(Beginning of The data)

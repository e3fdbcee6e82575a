//! Output formatting and display for waybill.
//!
//! # Examples
//!
//! ```no_run
//! use waybill::output::{OutputFormatter, display_report};
//! use waybill::config::Config;
//!
//! # async fn example(config: Config) -> Result<(), Box<dyn std::error::Error>> {
//! let report = waybill::scenario::run_one_sided(&config).await?;
//! display_report(&OutputFormatter::from_config(&config), &report);
//! # Ok(())
//! # }
//! ```

pub mod formatter;

pub use formatter::{MessageLevel, OutputFormatter};

use crate::report::{ItemOutcome, RunReport};
use crate::utils::file_name_of;

/// Display every outcome of a run followed by a one-line summary.
pub fn display_report(formatter: &OutputFormatter, report: &RunReport) {
    formatter.section(&format!("Scenario: {}", report.scenario));

    for outcome in &report.outcomes {
        display_outcome(formatter, outcome);
    }

    if !report.remaining.is_empty() {
        let names: Vec<String> = report.remaining.iter().map(|p| file_name_of(p)).collect();
        formatter.warning(&format!("Not bundled: {}", names.join(", ")));
    }

    formatter.blank_line();
    formatter.info(&summary_line(report));
}

fn display_outcome(formatter: &OutputFormatter, outcome: &ItemOutcome) {
    match outcome {
        ItemOutcome::Written {
            inputs,
            output,
            pages,
            stamp,
            faults,
            dry_run,
        } => {
            let verb = if *dry_run { "Would write" } else { "Wrote" };
            formatter.success(&format!(
                "{verb} {} ({pages} pages)",
                output.display()
            ));
            for input in inputs {
                formatter.detail("from", &input.display().to_string());
            }
            if let Some(stamp) = stamp {
                formatter.detail("stamp", &file_name_of(stamp));
            }
            for fault in faults {
                formatter.warning(&format!(
                    "{}: page {} {:?} layer: {}",
                    file_name_of(output),
                    fault.page,
                    fault.layer,
                    fault.reason
                ));
            }
        }
        ItemOutcome::Failed { inputs, error } => {
            let names: Vec<String> = inputs.iter().map(|p| file_name_of(p)).collect();
            formatter.error(&format!("{}: {}", names.join(", "), error.message));
        }
        ItemOutcome::Skipped { inputs, reason } => {
            let names: Vec<String> = inputs.iter().map(|p| file_name_of(p)).collect();
            formatter.warning(&format!("Skipped {}: {reason}", names.join(", ")));
        }
    }
}

/// One-line summary of a run.
pub fn summary_line(report: &RunReport) -> String {
    format!(
        "{} written, {} failed, {} skipped in {:.2}s",
        report.written(),
        report.failed(),
        report.skipped(),
        report.elapsed.as_secs_f64()
    )
}
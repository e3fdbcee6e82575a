//! waybill - Stamp, lay out and bundle railway waybill PDFs.

mod cli;

use clap::Parser;
use std::process;
use tracing_subscriber::EnvFilter;

use crate::cli::{Cli, Command};
use waybill::config::Config;
use waybill::error::WaybillError;
use waybill::output::{OutputFormatter, display_report};
use waybill::report::RunReport;
use waybill::scenario;

#[tokio::main]
async fn main() {
    let cli = Cli::parse();
    init_tracing(cli.verbose);

    if let Err(err) = run(cli).await {
        eprintln!("Error: {err}");
        process::exit(err.exit_code());
    }
}

/// Diagnostics go to stderr; `RUST_LOG` overrides the default level.
fn init_tracing(verbose: bool) {
    let default = if verbose { "waybill=debug" } else { "warn" };
    let filter = EnvFilter::try_from_default_env().unwrap_or_else(|_| EnvFilter::new(default));
    // A second initialisation (tests) is harmless.
    let _ = tracing_subscriber::fmt()
        .with_env_filter(filter)
        .with_writer(std::io::stderr)
        .with_target(false)
        .try_init();
}

/// Main application logic.
async fn run(cli: Cli) -> Result<(), WaybillError> {
    let config = cli.to_config()?;
    let formatter = OutputFormatter::from_config(&config);

    if cli.command == Command::Backgrounds {
        list_backgrounds(&config, &formatter)?;
        return Ok(());
    }

    if formatter.should_print() {
        formatter.section(&format!("{} v{}", waybill::NAME, waybill::VERSION));
        if let Some(background) = config.background.path() {
            formatter.detail("Background", &background.display().to_string());
        }
        if config.dry_run {
            formatter.info("Dry run: nothing will be written");
        }
    }

    let report = run_scenario(cli.command, &config).await?;

    if cli.json {
        let json = report.to_json().map_err(anyhow::Error::from)?;
        println!("{json}");
    } else {
        display_report(&formatter, &report);
    }

    Ok(())
}

async fn run_scenario(command: Command, config: &Config) -> Result<RunReport, WaybillError> {
    match command {
        Command::TwoSided => scenario::run_two_sided(config).await,
        Command::OneSided => scenario::run_one_sided(config).await,
        Command::Merge => scenario::run_merge(config).await,
        Command::Backgrounds => Err(WaybillError::other("backgrounds is not a scenario")),
    }
}

fn list_backgrounds(config: &Config, formatter: &OutputFormatter) -> Result<(), WaybillError> {
    let candidates = config.background_candidates()?;
    if candidates.is_empty() {
        formatter.warning(&format!(
            "No backgrounds found in {}",
            config.template_dir.display()
        ));
        return Ok(());
    }

    formatter.section(&format!("Backgrounds in {}", config.template_dir.display()));
    for (index, path) in candidates.iter().enumerate() {
        formatter.list_item(index + 1, &waybill::utils::file_name_of(path));
    }
    Ok(())
}
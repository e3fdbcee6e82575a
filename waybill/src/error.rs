//! Error types for waybill.
//!
//! Every failure the pipeline can hit is a [`WaybillError`]. Errors fall into
//! four broad kinds (see [`ErrorKind`]):
//!
//! - **Configuration**: a required template or background is missing or
//!   malformed, or the directory layout is inconsistent. Aborts the scenario.
//! - **Malformed document**: a source PDF cannot be read or has no pages.
//!   Only that file is skipped.
//! - **Compositing**: a layering step failed. The page degrades to a fallback.
//! - **I/O**: a write failed. Only that file or bundle is skipped.
//! - **Other**: anything unclassified, such as a panicked worker task.

use serde::Serialize;
use std::io;
use std::path::PathBuf;
use thiserror::Error;

/// Result type alias for waybill operations.
pub type Result<T> = std::result::Result<T, WaybillError>;

/// Main error type for waybill operations.
#[derive(Debug, Error)]
pub enum WaybillError {
    /// Input file was not found.
    #[error("File not found: {}", path.display())]
    FileNotFound {
        /// Path to the file that was not found.
        path: PathBuf,
    },

    /// Input file exists but could not be read.
    #[error("Cannot access file: {}\n  Reason: {source}", path.display())]
    FileNotAccessible {
        /// Path to the inaccessible file.
        path: PathBuf,
        /// Underlying I/O error.
        source: io::Error,
    },

    /// PDF could not be parsed, or parsed into something unusable.
    #[error("Malformed PDF: {}\n  Reason: {reason}", path.display())]
    MalformedDocument {
        /// Path to the PDF file.
        path: PathBuf,
        /// Reason for the failure.
        reason: String,
    },

    /// PDF is encrypted and cannot be processed.
    #[error(
        "PDF is encrypted and cannot be processed: {}\n  \
         Hint: Decrypt the PDF first using 'qpdf --decrypt' or similar tools",
        path.display()
    )]
    EncryptedPdf {
        /// Path to the encrypted PDF.
        path: PathBuf,
    },

    /// A page could not be read or layered.
    #[error("Compositing failed on page {page}: {reason}")]
    Compositing {
        /// 1-indexed page number within its document.
        page: usize,
        /// Details about the failure.
        reason: String,
    },

    /// A bundle could not be assembled from its members.
    #[error("Merge operation failed: {reason}")]
    MergeFailed {
        /// Description of what went wrong.
        reason: String,
    },

    /// Invalid configuration or missing required resource.
    #[error("Invalid configuration: {message}")]
    InvalidConfig {
        /// Description of what's wrong with the configuration.
        message: String,
    },

    /// Failed to create output file.
    #[error("Failed to create output file: {}\n  Reason: {source}", path.display())]
    FailedToCreateOutput {
        /// Path where output should be created.
        path: PathBuf,
        /// Underlying I/O error.
        source: io::Error,
    },

    /// Failed to write to output file.
    #[error("Failed to write to output file: {}\n  Reason: {source}", path.display())]
    FailedToWrite {
        /// Path being written to.
        path: PathBuf,
        /// Underlying I/O error.
        source: io::Error,
    },

    /// Error raised by the PDF object model.
    #[error("PDF error: {source}")]
    Pdf {
        /// Underlying lopdf error.
        #[from]
        source: lopdf::Error,
    },

    /// Generic I/O error.
    #[error("I/O error: {source}")]
    Io {
        /// Underlying I/O error.
        #[from]
        source: io::Error,
    },

    /// Generic error with a custom message.
    #[error("{message}")]
    Other {
        /// Error message.
        message: String,
    },
}

/// Coarse classification of a [`WaybillError`], as recorded in run reports.
#[derive(Debug, Clone, Copy, PartialEq, Eq, Serialize)]
#[serde(rename_all = "camelCase")]
pub enum ErrorKind {
    /// Missing or malformed required resource; scenario-fatal.
    Configuration,
    /// Unreadable or empty source document; the file is skipped.
    MalformedDocument,
    /// A layering step failed.
    Compositing,
    /// Writing an output failed.
    Io,
    /// Unclassified failure.
    Other,
}

impl From<anyhow::Error> for WaybillError {
    fn from(err: anyhow::Error) -> Self {
        Self::other(err.to_string())
    }
}

impl From<tokio::task::JoinError> for WaybillError {
    fn from(err: tokio::task::JoinError) -> Self {
        Self::other(format!("Background task failed: {err}"))
    }
}

impl WaybillError {
    /// Create a FileNotFound error.
    pub fn file_not_found(path: PathBuf) -> Self {
        Self::FileNotFound { path }
    }

    /// Create a MalformedDocument error.
    pub fn malformed(path: PathBuf, reason: impl Into<String>) -> Self {
        Self::MalformedDocument {
            path,
            reason: reason.into(),
        }
    }

    /// Create an EncryptedPdf error.
    pub fn encrypted_pdf(path: PathBuf) -> Self {
        Self::EncryptedPdf { path }
    }

    /// Create a Compositing error for a 1-indexed page.
    pub fn compositing(page: usize, reason: impl Into<String>) -> Self {
        Self::Compositing {
            page,
            reason: reason.into(),
        }
    }

    /// Create a MergeFailed error.
    pub fn merge_failed(reason: impl Into<String>) -> Self {
        Self::MergeFailed {
            reason: reason.into(),
        }
    }

    /// Create an InvalidConfig error.
    pub fn invalid_config(message: impl Into<String>) -> Self {
        Self::InvalidConfig {
            message: message.into(),
        }
    }

    /// Create an Other error with a custom message.
    pub fn other(message: impl Into<String>) -> Self {
        Self::Other {
            message: message.into(),
        }
    }

    /// Classify this error.
    pub fn kind(&self) -> ErrorKind {
        match self {
            Self::InvalidConfig { .. } => ErrorKind::Configuration,
            Self::FileNotFound { .. }
            | Self::FileNotAccessible { .. }
            | Self::MalformedDocument { .. }
            | Self::EncryptedPdf { .. }
            | Self::Pdf { .. } => ErrorKind::MalformedDocument,
            Self::Compositing { .. } | Self::MergeFailed { .. } => ErrorKind::Compositing,
            Self::FailedToCreateOutput { .. } | Self::FailedToWrite { .. } | Self::Io { .. } => {
                ErrorKind::Io
            }
            Self::Other { .. } => ErrorKind::Other,
        }
    }

    /// Check if this error only affects the current file or bundle.
    ///
    /// Everything except configuration errors is local to one item.
    pub fn is_recoverable(&self) -> bool {
        self.kind() != ErrorKind::Configuration
    }

    /// Get the process exit code for this error.
    pub fn exit_code(&self) -> i32 {
        match self {
            Self::FileNotFound { .. } => 2,
            Self::FileNotAccessible { .. } => 2,
            Self::MalformedDocument { .. } => 3,
            Self::EncryptedPdf { .. } => 3,
            Self::Pdf { .. } => 3,
            Self::Compositing { .. } => 6,
            Self::MergeFailed { .. } => 6,
            Self::InvalidConfig { .. } => 1,
            Self::FailedToCreateOutput { .. } => 5,
            Self::FailedToWrite { .. } => 5,
            Self::Io { .. } => 5,
            Self::Other { .. } => 1,
        }
    }
}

(End of The data)

▶ Problem statement: Only the lines from the first line of the records through the one containing "display_report(formatter: &OutputFormatter, report: &RunReport)" should be reproduced, exactly, with both of them included.

▶ Exercise response:
repository e3fdbcee6e82575a
//! Output formatting and display for waybill.
//!
//! # Examples
//!
//! ```no_run
//! use waybill::output::{OutputFormatter, display_report};
//! use waybill::config::Config;
//!
//! # async fn example(config: Config) -> Result<(), Box<dyn std::error::Error>> {
//! let report = waybill::scenario::run_one_sided(&config).await?;
//! display_report(&OutputFormatter::from_config(&config), &report);
//! # Ok(())
//! # }
//! ```

pub mod formatter;

pub use formatter::{MessageLevel, OutputFormatter};

use crate::report::{ItemOutcome, RunReport};
use crate::utils::file_name_of;

/// Display every outcome of a run followed by a one-line summary.
pub fn display_report(formatter: &OutputFormatter, report: &RunReport) {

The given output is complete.